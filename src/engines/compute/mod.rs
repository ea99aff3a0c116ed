//! Text primitives for record parsing and site searching

pub mod string_ops;
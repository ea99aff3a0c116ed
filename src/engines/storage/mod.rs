//! Storage formats
//!
//! This module turns raw flat file text into typed records.

pub mod formats;

pub use formats::{create_parser, detect_format, GenbankParser, ParseError, RecordParser};
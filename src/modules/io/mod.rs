//! I/O module
//!
//! This module reads GenBank files from disk and from text.

pub mod genbank;

use thiserror::Error;

use crate::engines::EngineError;

/// Error type for GenBank file access
#[derive(Error, Debug)]
pub enum GenbankIoError {
    #[error("Given file does not exist, is a directory or is not a GenBank: {0}")]
    InvalidPath(String),

    #[error(transparent)]
    Engine(#[from] EngineError),
}

/// Result type for GenBank file access
pub type GenbankIoResult<T> = Result<T, GenbankIoError>;

/// Convenience re-exports
pub use genbank::{read_genbank, read_genbank_string, GenbankFile};
//! Core file access primitives

pub mod io;
//! Report queries over a parsed record
//!
//! Every query yields plain text lines; multi-column rows are separated by
//! `;`. A query that finds nothing yields a single explanatory line rather
//! than an empty result, and bad arguments are reported the same way.

use std::iter;
use std::sync::LazyLock;

use regex::Regex;

use super::{Query, QueryError};
use crate::engines::compute::string_ops;
use crate::modules::seq::{Coordinates, GenbankRecord, Gene};

/// Lines produced by a query
pub type Lines<'a> = Box<dyn Iterator<Item = String> + 'a>;

const FEATURE_HEADER: &str = "FEATURE;TYPE;START;STOP;ORIENTATION";
const SITE_HEADER: &str = "POSITION;SEQUENCE;GENE";
const INTERGENIC: &str = "INTERGENIC";

static MATCH_ANY: LazyLock<Regex> =
    LazyLock::new(|| Regex::new(".").expect("valid fallback regex"));

/// Runs queries against one record
#[derive(Debug, Clone)]
pub struct QueryEngine<'r> {
    record: &'r GenbankRecord,
    /// Name reported by the summary, usually the file name
    source_name: String,
    /// Wrap width for sequence lines, `None` for one line per sequence
    line_width: Option<usize>,
}

impl<'r> QueryEngine<'r> {
    /// Create an engine over `record`, named `unnamed`, without line wrapping
    pub fn new(record: &'r GenbankRecord) -> Self {
        Self {
            record,
            source_name: "unnamed".to_string(),
            line_width: None,
        }
    }

    /// Set the source name reported by the summary
    pub fn with_source_name(mut self, name: &str) -> Self {
        self.source_name = name.to_string();
        self
    }

    /// Wrap sequence output at `width` characters
    pub fn with_line_width(mut self, width: Option<usize>) -> Self {
        self.line_width = width;
        self
    }

    /// Get the record being queried
    pub fn record(&self) -> &'r GenbankRecord {
        self.record
    }

    /// Run a query selected by key
    pub fn run(&self, query: &Query) -> Lines<'r> {
        log::debug!("running {} query on {}", query.key(), self.record.accession());

        match query {
            Query::Summary => self.summary(),
            Query::FetchGene(pattern) => self.fetch_gene(pattern),
            Query::FetchCds(pattern) => self.fetch_cds(pattern),
            Query::FetchFeatures(range) => self.fetch_features(range),
            Query::FindSites(pattern) => self.find_sites(pattern),
        }
    }

    /// Overview of the record
    pub fn summary(&self) -> Lines<'r> {
        let record = self.record;
        let lines = vec![
            format!("file: {}", self.source_name),
            format!("organism: {}", record.organism()),
            format!("accession: {}", record.accession()),
            format!("sequence length: {} bp", record.len()),
            format!("number of genes: {}", record.genes().len()),
            format!("gene F/R balance: {:?}", record.forward_ratio()),
            format!("number of CDS's: {}", record.cdss().len()),
        ];
        Box::new(lines.into_iter())
    }

    /// FASTA entries with the nucleotide sequence of every gene whose
    /// name matches `pattern`
    pub fn fetch_gene(&self, pattern: &str) -> Lines<'r> {
        let record = self.record;
        let width = self.line_width;
        let (regex, warning) = pattern_or_any("Gene", pattern);

        let entries = record
            .genes()
            .iter()
            .filter(move |gene| regex.is_match(&gene.name))
            .flat_map(move |gene| gene_entry(record, gene, width));

        framed(
            Vec::new(),
            warning.into_iter().chain(entries),
            format!("Gene pattern '{}' was not found in the given GenBank.", pattern),
        )
    }

    /// FASTA entries with the translation of every CDS whose product
    /// matches `pattern`
    pub fn fetch_cds(&self, pattern: &str) -> Lines<'r> {
        let width = self.line_width;
        let (regex, warning) = pattern_or_any("CDS", pattern);

        let entries = self
            .record
            .cdss()
            .iter()
            .filter(move |cds| regex.is_match(&cds.product))
            .flat_map(move |cds| {
                iter::once(format!(">CDS {} sequence", cds.product))
                    .chain(string_ops::wrap_sequence(&cds.translation, width))
            });

        framed(
            Vec::new(),
            warning.into_iter().chain(entries),
            format!("CDS pattern '{}' was not found in the given GenBank.", pattern),
        )
    }

    /// Genes lying strictly inside the range `first,last`, each followed by
    /// the CDSs sharing its exact coordinates
    pub fn fetch_features(&self, range_text: &str) -> Lines<'r> {
        let range = match QueryRange::parse(range_text) {
            Ok(range) => range,
            Err(err) => return Box::new(iter::once(err.to_string())),
        };

        let record = self.record;
        let rows = record
            .genes()
            .iter()
            .filter(move |gene| range.strictly_contains(&gene.coordinates))
            .flat_map(move |gene| {
                let cs = gene.coordinates;
                let gene_row = format!(
                    "{};gene;{};{};{}",
                    gene.name,
                    cs.first(),
                    cs.last(),
                    gene.orientation
                );
                // CDS rows report the orientation of the gene they belong to
                let cds_rows = record
                    .cdss()
                    .iter()
                    .filter(move |cds| cds.coordinates == cs)
                    .map(move |cds| {
                        format!(
                            "{};CDS;{};{};{}",
                            cds.product,
                            cs.first(),
                            cs.last(),
                            gene.orientation
                        )
                    });
                iter::once(gene_row).chain(cds_rows)
            });

        framed(
            vec![FEATURE_HEADER.to_string()],
            rows,
            format!(
                "No gene(s) or CDS(s) was/were found between '{}' in the given GenBank.",
                range_text
            ),
        )
    }

    /// Every non-overlapping occurrence of an IUPAC pattern, tagged with the
    /// genes it starts in
    pub fn find_sites(&self, pattern: &str) -> Lines<'r> {
        let filtered = string_ops::normalize_site_pattern(pattern);
        if filtered.is_empty() {
            return Box::new(iter::once(
                QueryError::EmptySitePattern(pattern.to_string()).to_string(),
            ));
        }

        let expanded = string_ops::expand_iupac(&filtered);
        let regex = match Regex::new(&expanded) {
            Ok(regex) => regex,
            Err(err) => {
                log::warn!("site pattern {} did not compile: {}", expanded, err);
                return Box::new(iter::once(
                    QueryError::UnsearchableSitePattern {
                        pattern: filtered,
                        regex: expanded,
                    }
                    .to_string(),
                ));
            }
        };

        let record = self.record;
        let sites: Vec<(usize, &'r str)> = regex
            .find_iter(record.sequence())
            .map(|m| (m.start(), m.as_str()))
            .collect();
        log::debug!("{} sites matched {}", sites.len(), expanded);

        let rows = annotate_sites(record.genes(), sites);

        framed(
            vec![
                format!("site search: {} (regex: {})", filtered, expanded),
                SITE_HEADER.to_string(),
            ],
            rows,
            format!(
                "The pattern '{}' did not result in matches within the given GenBank.",
                filtered
            ),
        )
    }
}

/// Start and stop of a feature listing, as given by the user.
/// Unlike `Coordinates` the ends may be negative or reversed.
#[derive(Debug, Clone, Copy, PartialEq, Eq)]
struct QueryRange {
    first: i64,
    last: i64,
}

impl QueryRange {
    /// Parse `first,last` ignoring whitespace. With more than two numbers
    /// only the first and the last are used.
    fn parse(text: &str) -> Result<Self, QueryError> {
        let compact: String = text.chars().filter(|c| !c.is_whitespace()).collect();
        let tokens = string_ops::split_trailing(&compact, ",");

        let number = |token: Option<&&str>| token.and_then(|t| t.parse::<i64>().ok());
        match (number(tokens.first()), number(tokens.last())) {
            (Some(first), Some(last)) => Ok(Self { first, last }),
            _ => Err(QueryError::InvalidRange(text.to_string())),
        }
    }

    /// Touching either end does not count as inside
    fn strictly_contains(&self, coordinates: &Coordinates) -> bool {
        i128::from(coordinates.first()) > i128::from(self.first)
            && i128::from(coordinates.last()) < i128::from(self.last)
    }
}

/// Compile a user pattern, falling back to match-anything with a warning line
fn pattern_or_any(kind: &'static str, pattern: &str) -> (Regex, Option<String>) {
    match compile_pattern(kind, pattern) {
        Ok(regex) => (regex, None),
        Err(err) => (MATCH_ANY.clone(), Some(err.to_string())),
    }
}

fn compile_pattern(kind: &'static str, pattern: &str) -> Result<Regex, QueryError> {
    Regex::new(pattern).map_err(|err| {
        log::warn!("{} pattern '{}' rejected: {}", kind, pattern, err);
        QueryError::InvalidPattern {
            kind,
            pattern: pattern.to_string(),
        }
    })
}

fn gene_entry(record: &GenbankRecord, gene: &Gene, width: Option<usize>) -> Vec<String> {
    let mut lines = vec![format!(">gene {} sequence", gene.name)];
    match record.subsequence(&gene.coordinates) {
        Ok(sequence) => lines.extend(string_ops::wrap_sequence(sequence, width)),
        Err(err) => {
            log::warn!("gene {} lies outside the sequence: {}", gene.name, err);
            lines.push(format!("Gene '{}' could not be extracted: {}", gene.name, err));
        }
    }
    lines
}

/// Report lines for one site. The 0-based match start is compared directly
/// with the 1-based gene bounds, both exclusive.
fn site_rows(genes: &[Gene], position: usize, site: &str) -> Vec<String> {
    let start = position as u64;
    let rows: Vec<String> = genes
        .iter()
        .filter(|gene| gene.coordinates.first() < start && gene.coordinates.last() > start)
        .map(|gene| format!("{};{};{}", position + 1, site, gene.name))
        .collect();

    if rows.is_empty() {
        vec![format!("{};{};{}", position + 1, site, INTERGENIC)]
    } else {
        rows
    }
}

#[cfg(not(feature = "parallel"))]
fn annotate_sites<'r>(genes: &'r [Gene], sites: Vec<(usize, &'r str)>) -> Lines<'r> {
    Box::new(
        sites
            .into_iter()
            .flat_map(move |(position, site)| site_rows(genes, position, site)),
    )
}

#[cfg(feature = "parallel")]
fn annotate_sites<'r>(genes: &'r [Gene], sites: Vec<(usize, &'r str)>) -> Lines<'r> {
    use rayon::prelude::*;

    let rows: Vec<Vec<String>> = sites
        .par_iter()
        .map(|&(position, site)| site_rows(genes, position, site))
        .collect();
    Box::new(rows.into_iter().flatten())
}

/// Prefix `rows` with `header`, or replace them with `message` when empty
fn framed<'a, I>(header: Vec<String>, rows: I, message: String) -> Lines<'a>
where
    I: Iterator<Item = String> + 'a,
{
    let mut rows = rows.peekable();
    if rows.peek().is_none() {
        return Box::new(iter::once(message));
    }
    Box::new(header.into_iter().chain(rows))
}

------------------------------------------------------------------------

TASK STATEMENT: Every line above that includes the string "LazyLock" should be counted, and the answer should be that number only.

ANSWER FOR THIS EXERCISE: 3